Directions => Please return every line in the entries below with the word "other" in it.

Data records =>
// SPDX-License-Identifier: MIT
// Copyright (c) 2025 ReifyDB

use std::{
	cmp::Ordering,
	fmt::{Display, Formatter},
	str::FromStr,
};

use serde::{Deserialize, Serialize};

use crate::{
	Result, TypeError,
	codec::{Streamer, decode_exact, descriptor},
	return_error,
	stream::{BufferReader, BufferWriter},
	value::Value,
};

mod coerce;
mod object;
mod promote;

pub use object::{ObjectType, ObjectTypeBuilder};
pub use promote::Precedence;

/// All value types known to the engine. The set is closed; every operation
/// dispatches on the variant.
#[derive(Clone, Debug, PartialEq, Eq, Hash, Serialize, Deserialize)]
pub enum Type {
	/// Type not known, the type of `NULL`
	Undefined,
	/// A boolean: true or false.
	Boolean,
	/// A 1-byte signed integer
	Byte,
	/// A 2-byte signed integer
	Short,
	/// A 4-byte signed integer
	Integer,
	/// An 8-byte signed integer
	Long,
	/// A 4-byte floating point
	Float,
	/// An 8-byte floating point
	Double,
	/// A UTF-8 encoded text
	Text,
	/// A homogeneous sequence of the inner type
	Array(Box<Type>),
	/// A nested document, with or without a statically known schema
	Object(ObjectType),
}

impl Type {
	pub const UNDEFINED_ID: u8 = 0;
	pub const BYTE_ID: u8 = 2;
	pub const BOOLEAN_ID: u8 = 3;
	pub const TEXT_ID: u8 = 4;
	pub const DOUBLE_ID: u8 = 6;
	pub const FLOAT_ID: u8 = 7;
	pub const SHORT_ID: u8 = 8;
	pub const INTEGER_ID: u8 = 9;
	pub const LONG_ID: u8 = 10;
	pub const OBJECT_ID: u8 = ObjectType::ID;
	pub const ARRAY_ID: u8 = 100;

	/// Stable discriminant used on the wire.
	pub fn id(&self) -> u8 {
		match self {
			Type::Undefined => Self::UNDEFINED_ID,
			Type::Boolean => Self::BOOLEAN_ID,
			Type::Byte => Self::BYTE_ID,
			Type::Short => Self::SHORT_ID,
			Type::Integer => Self::INTEGER_ID,
			Type::Long => Self::LONG_ID,
			Type::Float => Self::FLOAT_ID,
			Type::Double => Self::DOUBLE_ID,
			Type::Text => Self::TEXT_ID,
			Type::Array(_) => Self::ARRAY_ID,
			Type::Object(_) => Self::OBJECT_ID,
		}
	}

	pub fn name(&self) -> &'static str {
		match self {
			Type::Undefined => "undefined",
			Type::Boolean => "boolean",
			Type::Byte => "byte",
			Type::Short => "smallint",
			Type::Integer => "integer",
			Type::Long => "bigint",
			Type::Float => "real",
			Type::Double => "double precision",
			Type::Text => "text",
			Type::Array(_) => "array",
			Type::Object(_) => ObjectType::NAME,
		}
	}
}

impl Type {
	pub fn is_integral(&self) -> bool {
		matches!(self, Type::Byte | Type::Short | Type::Integer | Type::Long)
	}

	pub fn is_floating_point(&self) -> bool {
		matches!(self, Type::Float | Type::Double)
	}

	pub fn is_numeric(&self) -> bool {
		self.is_integral() || self.is_floating_point()
	}

	pub fn is_object(&self) -> bool {
		matches!(self, Type::Object(_))
	}

	pub fn is_array(&self) -> bool {
		matches!(self, Type::Array(_))
	}

	pub fn is_undefined(&self) -> bool {
		matches!(self, Type::Undefined)
	}
}

impl Type {
	/// Walks nested object fields. Never fails: a path through a non-object,
	/// a schema-less object or a missing field resolves to `Undefined`.
	pub fn resolve_field_path<S: AsRef<str>>(&self, path: &[S]) -> Type {
		let mut current = self;
		for segment in path {
			let Type::Object(object) = current else {
				return Type::Undefined;
			};
			match object.field(segment.as_ref()) {
				Some(inner) => current = inner,
				None => return Type::Undefined,
			}
		}
		current.clone()
	}

	/// Form of `value` suitable for hashing and equality grouping.
	pub fn canonicalize(&self, value: &Value) -> Value {
		value.canonicalize()
	}

	pub fn compare(&self, l: &Value, r: &Value) -> Ordering {
		l.cmp(r)
	}

	pub fn streamer(&self) -> &dyn Streamer {
		match self {
			Type::Object(object) => object as &dyn Streamer,
			other => other as &dyn Streamer,
		}
	}

	pub fn encode(&self, value: &Value) -> Result<Vec<u8>> {
		let mut out = BufferWriter::new();
		self.write_value(&mut out, value)?;
		Ok(out.into_inner())
	}

	pub fn decode(&self, bytes: &[u8]) -> Result<Value> {
		decode_exact(bytes, |input| self.read_value(input))
	}

	/// Serialized form of the type itself, see [`descriptor`].
	pub fn to_descriptor(&self) -> Result<Vec<u8>> {
		let mut out = BufferWriter::new();
		descriptor::write_type(&mut out, self)?;
		Ok(out.into_inner())
	}

	pub fn from_descriptor(bytes: &[u8]) -> Result<Type> {
		let mut input = BufferReader::new(bytes);
		let ty = descriptor::read_type(&mut input)?;
		if !input.is_empty() {
			return_error!(TypeError::TrailingBytes {
				remaining: input.remaining()
			});
		}
		Ok(ty)
	}
}

impl Display for Type {
	fn fmt(&self, f: &mut Formatter<'_>) -> std::fmt::Result {
		match self {
			Type::Array(inner) => write!(f, "array({})", inner),
			other => f.write_str(other.name()),
		}
	}
}

impl FromStr for Type {
	type Err = TypeError;

	fn from_str(s: &str) -> std::result::Result<Self, Self::Err> {
		match s.trim().to_lowercase().as_str() {
			"undefined" => Ok(Type::Undefined),
			"boolean" | "bool" => Ok(Type::Boolean),
			"byte" | "char" => Ok(Type::Byte),
			"smallint" | "short" => Ok(Type::Short),
			"integer" | "int" => Ok(Type::Integer),
			"bigint" | "long" => Ok(Type::Long),
			"real" | "float" => Ok(Type::Float),
			"double precision" | "double" => Ok(Type::Double),
			"text" | "string" => Ok(Type::Text),
			"object" => Ok(Type::Object(ObjectType::untyped())),
			other => Err(TypeError::ParseFailure {
				target: Type::Undefined,
				input: other.to_string(),
				reason: "unknown type name".to_string(),
			}),
		}
	}
}

impl From<ObjectType> for Type {
	fn from(object: ObjectType) -> Self {
		Type::Object(object)
	}
}

#[cfg(test)]
mod tests {
	use super::*;

	fn nested() -> Type {
		Type::Object(
			ObjectType::builder()
				.field("a", Type::Integer)
				.field(
					"b",
					Type::Object(
						ObjectType::builder()
							.field("c", Type::Text)
							.field("d", Type::Object(ObjectType::untyped()))
							.build(),
					),
				)
				.build(),
		)
	}

	#[test]
	fn test_resolve_field_path() {
		let ty = nested();
		assert_eq!(ty.resolve_field_path(&["a"]), Type::Integer);
		assert_eq!(ty.resolve_field_path(&["b", "c"]), Type::Text);
		assert_eq!(ty.resolve_field_path::<&str>(&[]), ty);
	}

	#[test]
	fn test_resolve_field_path_unknown_is_undefined() {
		let ty = nested();
		assert_eq!(ty.resolve_field_path(&["missing"]), Type::Undefined);
		assert_eq!(ty.resolve_field_path(&["a", "x"]), Type::Undefined);
		assert_eq!(ty.resolve_field_path(&["b", "d", "e"]), Type::Undefined);
		assert_eq!(Type::Text.resolve_field_path(&["x"]), Type::Undefined);
	}

	#[test]
	fn test_ids_are_unique() {
		let types = [
			Type::Undefined,
			Type::Boolean,
			Type::Byte,
			Type::Short,
			Type::Integer,
			Type::Long,
			Type::Float,
			Type::Double,
			Type::Text,
			Type::Array(Box::new(Type::Integer)),
			Type::Object(ObjectType::untyped()),
		];
		for (i, l) in types.iter().enumerate() {
			for r in types.iter().skip(i + 1) {
				assert_ne!(l.id(), r.id(), "{} and {} share an id", l, r);
			}
		}
	}

	#[test]
	fn test_from_str() {
		assert_eq!("INT".parse::<Type>().unwrap(), Type::Integer);
		assert_eq!("double precision".parse::<Type>().unwrap(), Type::Double);
		assert!("geo_point".parse::<Type>().is_err());
	}

	#[test]
	fn test_display() {
		assert_eq!(Type::Array(Box::new(Type::Long)).to_string(), "array(bigint)");
		assert_eq!(Type::Object(ObjectType::untyped()).to_string(), "object");
	}
}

Answer box =>
			other => other as &dyn Streamer,
			other => f.write_str(other.name()),
			other => Err(TypeError::ParseFailure {
				input: other.to_string(),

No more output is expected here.